The bootloader API tree is a structure that contains pointers to other structures, which have the function and data addresses for the bootloader. The bootloader entry point is always the first word of the API tree.
"
uint32_t runBootloaderAddress;
void (*runBootloader)(void * arg);
// Read the function address from the ROM API tree.

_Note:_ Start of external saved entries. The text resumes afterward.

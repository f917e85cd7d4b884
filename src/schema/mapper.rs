// Copyright (c) 2025-2026 Adrian Robinson. Licensed under the AGPL-3.0.
// See LICENSE file in the project root for full license text.

//! The mapper contract: how a field is typed and what it can be queried with.

use std::fmt;

use geo::Geometry;

use super::geo_point::GeoPointMapper;
use super::temporal::{BitemporalMapper, DateRangeMapper};
use crate::analysis::Analyzer;
use crate::error::{ConditionError, Result};
use crate::spatial::SpatialStrategy;
use crate::value::{Row, Value};

/// Canonical value type of a single-column mapper.
#[derive(Debug, Clone, Copy, PartialEq, Eq, Hash)]
pub enum BaseType {
    Text,
    Int32,
    Int64,
    Float32,
    Float64,
}

impl fmt::Display for BaseType {
    fn fmt(&self, f: &mut fmt::Formatter<'_>) -> fmt::Result {
        match self {
            BaseType::Text => write!(f, "text"),
            BaseType::Int32 => write!(f, "int32"),
            BaseType::Int64 => write!(f, "int64"),
            BaseType::Float32 => write!(f, "float32"),
            BaseType::Float64 => write!(f, "float64"),
        }
    }
}

/// A value converted to a mapper's base type.
#[derive(Debug, Clone, PartialEq)]
pub enum BaseValue {
    Text(String),
    Int32(i32),
    Int64(i64),
    Float32(f32),
    Float64(f64),
}

impl BaseValue {
    pub fn base_type(&self) -> BaseType {
        match self {
            BaseValue::Text(_) => BaseType::Text,
            BaseValue::Int32(_) => BaseType::Int32,
            BaseValue::Int64(_) => BaseType::Int64,
            BaseValue::Float32(_) => BaseType::Float32,
            BaseValue::Float64(_) => BaseType::Float64,
        }
    }

    pub fn into_text(self) -> Option<String> {
        match self {
            BaseValue::Text(v) => Some(v),
            _ => None,
        }
    }

    pub fn into_i32(self) -> Option<i32> {
        match self {
            BaseValue::Int32(v) => Some(v),
            _ => None,
        }
    }

    pub fn into_i64(self) -> Option<i64> {
        match self {
            BaseValue::Int64(v) => Some(v),
            _ => None,
        }
    }

    pub fn into_f32(self) -> Option<f32> {
        match self {
            BaseValue::Float32(v) => Some(v),
            _ => None,
        }
    }

    pub fn into_f64(self) -> Option<f64> {
        match self {
            BaseValue::Float64(v) => Some(v),
            _ => None,
        }
    }
}

/// A value as stored in the index.
#[derive(Debug, Clone, PartialEq)]
pub enum FieldValue {
    /// Terms in position order
    Terms(Vec<String>),
    Int32(i32),
    Int64(i64),
    Float32(f32),
    Float64(f64),
    Shape(Geometry<f64>),
}

impl From<BaseValue> for FieldValue {
    fn from(value: BaseValue) -> Self {
        match value {
            BaseValue::Text(v) => FieldValue::Terms(vec![v]),
            BaseValue::Int32(v) => FieldValue::Int32(v),
            BaseValue::Int64(v) => FieldValue::Int64(v),
            BaseValue::Float32(v) => FieldValue::Float32(v),
            BaseValue::Float64(v) => FieldValue::Float64(v),
        }
    }
}

/// One field value produced by indexing a row.
#[derive(Debug, Clone, PartialEq)]
pub struct IndexedField {
    pub name: String,
    pub value: FieldValue,
}

impl IndexedField {
    pub fn new(name: impl Into<String>, value: FieldValue) -> Self {
        Self {
            name: name.into(),
            value,
        }
    }
}

/// Schema-side descriptor of one indexed field.
///
/// Capabilities are advertised through the `Option`-returning accessors;
/// conditions check for the capability they need rather than for a
/// concrete mapper type.
pub trait Mapper: fmt::Debug + Send + Sync {
    /// Field name used in conditions.
    fn field(&self) -> &str;

    /// Short type label used in error messages ("string", "geo_point", ...).
    fn kind(&self) -> &'static str;

    /// Row columns this mapper reads.
    fn columns(&self) -> Vec<&str>;

    /// Base type of single-column mappers; `None` for composite mappers.
    fn base_type(&self) -> Option<BaseType> {
        None
    }

    /// Convert a loose value into this mapper's base representation.
    fn to_base(&self, field: &str, _value: &Value) -> Result<BaseValue> {
        Err(ConditionError::wrong_mapper(field, "single column", self.kind()))
    }

    /// Whether text values are tokenized by an analyzer.
    fn is_analyzed(&self) -> bool {
        false
    }

    /// Analyzer name, for analyzed text mappers that don't use the default.
    fn analyzer(&self) -> Option<&str> {
        None
    }

    fn geo_point(&self) -> Option<&GeoPointMapper> {
        None
    }

    /// Strategy for arbitrary shape predicates.
    fn shape_strategy(&self) -> Option<SpatialStrategy> {
        None
    }

    fn bitemporal(&self) -> Option<&BitemporalMapper> {
        None
    }

    fn date_range(&self) -> Option<&DateRangeMapper> {
        None
    }

    /// Index the mapper's columns of `row`.
    fn index(&self, row: &Row, analyzer: &dyn Analyzer) -> Result<Vec<IndexedField>>;
}

/// Error for a value a mapper can't convert.
pub(crate) fn unconvertible(field: &str, expected: &str, value: &Value) -> ConditionError {
    ConditionError::invalid(
        "value",
        format!(
            "Field '{}' requires {}, but found '{}'",
            field, expected, value
        ),
    )
}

runBootloaderAddress = **(uint32_t **)(0x1c00001c);
runBootloader = (void (*)(void * arg))runBootloaderAddress;
// Start the bootloader.
runBootloader(NULL);
I have used double pointers today while I was programming something for work, so I can answer why we had to use them (it's the first time I actually had to use double pointers). We had to deal with real time encoding of frames contained in buffers which are members of some structures. In the encoder we had to use a pointer to one of those structures. The problem was that our pointer was being changed to point to other structures from another thread. In order to use the current structure in the encoder, I had to use a double pointer, in order to point to the pointer that was being modified in another thread. It wasn't obvious at first, at least for us, that we had to take this approach. A lot of address were printed in the process :)).
You SHOULD use double pointers when you work on pointers that are changed in other places of your application. You might also find double pointers to be a must when you deal with hardware that returns and address to you.